====== Records supplied
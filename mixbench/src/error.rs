use mixbench_storage::StorageError;
use thiserror::Error;

use crate::benchmark::State;
use crate::op::OpType;

/// Errors produced while configuring or running a benchmark.
#[derive(Debug, Error)]
pub enum Error {
    /// A configuration value is out of range or inconsistent with another one.
    #[error("invalid configuration: {0}")]
    Config(String),

    /// An operation type name could not be parsed.
    #[error("unknown operation: {0:?}")]
    UnknownOperation(String),

    /// A distribution weight is negative.
    #[error("negative distribution requested for op {op}")]
    NegativeWeight {
        /// The offending operation type.
        op: OpType,
    },

    /// All distribution weights are zero.
    #[error("no distribution set, total is 0")]
    EmptyDistribution,

    /// Objects would be deleted faster than they are created.
    #[error("DELETE distribution ({delete}) cannot be bigger than PUT ({put})")]
    DeleteExceedsPut {
        /// Weight of DELETE.
        delete: f64,
        /// Weight of PUT.
        put: f64,
    },

    /// The bucket could not be emptied before uploading the initial dataset.
    #[error("bucket {bucket} could not be emptied, {remaining} objects remain")]
    BucketNotEmpty {
        /// The bucket.
        bucket: String,
        /// Number of objects that could not be removed.
        remaining: usize,
    },

    /// A GET, STAT or DELETE found no live object to work on.
    ///
    /// This means objects were deleted faster than created, which the distribution forbids.
    #[error("ran out of objects")]
    PoolExhausted,

    /// The store accepted fewer bytes than the object declares.
    #[error("short upload. want: {want}, got: {got}")]
    ShortUpload {
        /// Declared object size.
        want: u64,
        /// Bytes the store reported as written.
        got: u64,
    },

    /// The store returned a different size than the object was written with.
    #[error("unexpected {op} size. want: {want}, got: {got}")]
    SizeMismatch {
        /// The operation that observed the mismatch.
        op: OpType,
        /// Size the object was written with.
        want: u64,
        /// Size observed.
        got: u64,
    },

    /// A benchmark phase was invoked out of order.
    #[error("benchmark is {actual}, cannot enter {next}")]
    InvalidState {
        /// Current state.
        actual: State,
        /// Requested state.
        next: State,
    },

    /// An error from the storage client.
    #[error("storage error: {0}")]
    Storage(#[from] StorageError),

    /// A worker task panicked or was aborted.
    #[error("worker task failed: {0}")]
    Join(#[from] tokio::task::JoinError),
}

/// Result type for benchmark operations.
pub type Result<T, E = Error> = std::result::Result<T, E>;
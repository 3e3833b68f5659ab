//! A store that injects failures into an [`InMemoryStore`].
//!
//! ```
//! use mixbench_test::faulty::{Call, FaultyStore};
//!
//! let store = FaultyStore::new("faulty").fail_every(Call::Get, 3);
//! // every third GET now fails...
//!
//! let store = FaultyStore::new("faulty").truncate_gets_every(2);
//! // ...or every second GET returns half of the object
//! ```

use std::collections::HashMap;
use std::sync::atomic::{AtomicUsize, Ordering};
use std::sync::{Arc, Mutex};

use bytes::BytesMut;
use futures_util::TryStreamExt;
use mixbench_storage::stream::make_stream;
use mixbench_storage::{
    GetOptions, InMemoryStore, ObjectInfo, PayloadStream, Result, StatOptions, StorageClient,
    StorageError,
};

/// A method of [`StorageClient`] that faults can be attached to.
#[derive(Clone, Copy, Debug, PartialEq, Eq, Hash)]
pub enum Call {
    /// [`StorageClient::make_bucket`].
    MakeBucket,
    /// [`StorageClient::list_objects`].
    List,
    /// [`StorageClient::put_object`].
    Put,
    /// [`StorageClient::get_object`].
    Get,
    /// [`StorageClient::stat_object`].
    Stat,
    /// [`StorageClient::remove_object`].
    Remove,
}

#[derive(Clone, Copy, Debug)]
enum Fault {
    Error,
    ShortWrite,
    Truncate,
    WrongSize,
}

#[derive(Debug)]
struct Rule {
    every: usize,
    calls: usize,
    fault: Fault,
}

#[derive(Debug, Default)]
struct Faults {
    rules: Mutex<HashMap<Call, Rule>>,
    injected: AtomicUsize,
}

impl Faults {
    fn check(&self, call: Call) -> Option<Fault> {
        let mut rules = self.rules.lock().unwrap();
        let rule = rules.get_mut(&call)?;
        rule.calls += 1;
        if rule.calls % rule.every != 0 {
            return None;
        }
        self.injected.fetch_add(1, Ordering::Relaxed);
        Some(rule.fault)
    }
}

/// A [`StorageClient`] that fails or corrupts every n-th call of a configured kind.
///
/// Calls that are not failed are served by an [`InMemoryStore`], which can be inspected through
/// [`inner`](Self::inner). The store is [`Clone`]; clones share both objects and fault counters.
#[derive(Clone, Debug)]
pub struct FaultyStore {
    inner: InMemoryStore,
    faults: Arc<Faults>,
}

impl FaultyStore {
    /// Creates a store without any faults.
    pub fn new(endpoint: impl Into<String>) -> Self {
        Self {
            inner: InMemoryStore::new(endpoint),
            faults: Default::default(),
        }
    }

    /// Makes every `n`-th call of the given kind fail with an error.
    pub fn fail_every(self, call: Call, n: usize) -> Self {
        self.set_rule(call, n, Fault::Error)
    }

    /// Makes every `n`-th upload store only half of its payload.
    ///
    /// The upload reports the truncated byte count instead of failing.
    pub fn short_write_every(self, n: usize) -> Self {
        self.set_rule(Call::Put, n, Fault::ShortWrite)
    }

    /// Makes every `n`-th download return only the first half of the object.
    pub fn truncate_gets_every(self, n: usize) -> Self {
        self.set_rule(Call::Get, n, Fault::Truncate)
    }

    /// Makes every `n`-th STAT report a size one byte larger than stored.
    pub fn misreport_size_every(self, n: usize) -> Self {
        self.set_rule(Call::Stat, n, Fault::WrongSize)
    }

    /// Number of faults injected so far.
    pub fn injected(&self) -> usize {
        self.faults.injected.load(Ordering::Relaxed)
    }

    /// The store serving all calls that do not fail.
    pub fn inner(&self) -> &InMemoryStore {
        &self.inner
    }

    fn set_rule(self, call: Call, every: usize, fault: Fault) -> Self {
        assert!(every > 0, "fault interval must be > 0");
        self.faults.rules.lock().unwrap().insert(
            call,
            Rule {
                every,
                calls: 0,
                fault,
            },
        );
        self
    }

    fn check(&self, call: Call) -> Result<Option<Fault>> {
        match self.faults.check(call) {
            Some(Fault::Error) => Err(StorageError::generic(
                format!("{call:?}"),
                "injected fault",
            )),
            fault => Ok(fault),
        }
    }
}

#[async_trait::async_trait]
impl StorageClient for FaultyStore {
    fn endpoint(&self) -> &str {
        self.inner.endpoint()
    }

    async fn make_bucket(&self, bucket: &str) -> Result<()> {
        self.check(Call::MakeBucket)?;
        self.inner.make_bucket(bucket).await
    }

    async fn list_objects(&self, bucket: &str) -> Result<Vec<String>> {
        self.check(Call::List)?;
        self.inner.list_objects(bucket).await
    }

    async fn put_object(
        &self,
        bucket: &str,
        name: &str,
        payload: PayloadStream,
        size: u64,
        content_type: &str,
    ) -> Result<u64> {
        let Some(Fault::ShortWrite) = self.check(Call::Put)? else {
            return (self.inner)
                .put_object(bucket, name, payload, size, content_type)
                .await;
        };

        let mut payload: BytesMut = payload.try_collect().await?;
        payload.truncate(payload.len() / 2);
        let truncated = make_stream(&payload);
        (self.inner)
            .put_object(bucket, name, truncated, payload.len() as u64, content_type)
            .await
    }

    async fn get_object(
        &self,
        bucket: &str,
        name: &str,
        options: &GetOptions,
    ) -> Result<PayloadStream> {
        let fault = self.check(Call::Get)?;
        let stream = self.inner.get_object(bucket, name, options).await?;
        let Some(Fault::Truncate) = fault else {
            return Ok(stream);
        };

        let mut payload: BytesMut = stream.try_collect().await?;
        payload.truncate(payload.len() / 2);
        Ok(make_stream(&payload))
    }

    async fn stat_object(
        &self,
        bucket: &str,
        name: &str,
        options: &StatOptions,
    ) -> Result<ObjectInfo> {
        let fault = self.check(Call::Stat)?;
        let mut info = self.inner.stat_object(bucket, name, options).await?;
        if let Some(Fault::WrongSize) = fault {
            info.size += 1;
        }
        Ok(info)
    }

    async fn remove_object(&self, bucket: &str, name: &str) -> Result<()> {
        self.check(Call::Remove)?;
        self.inner.remove_object(bucket, name).await
    }
}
============
**Your assignment:**
In the entries above, tally the lines containing the word "ShortWrite" and return only the tally.

**Problem solution:**
3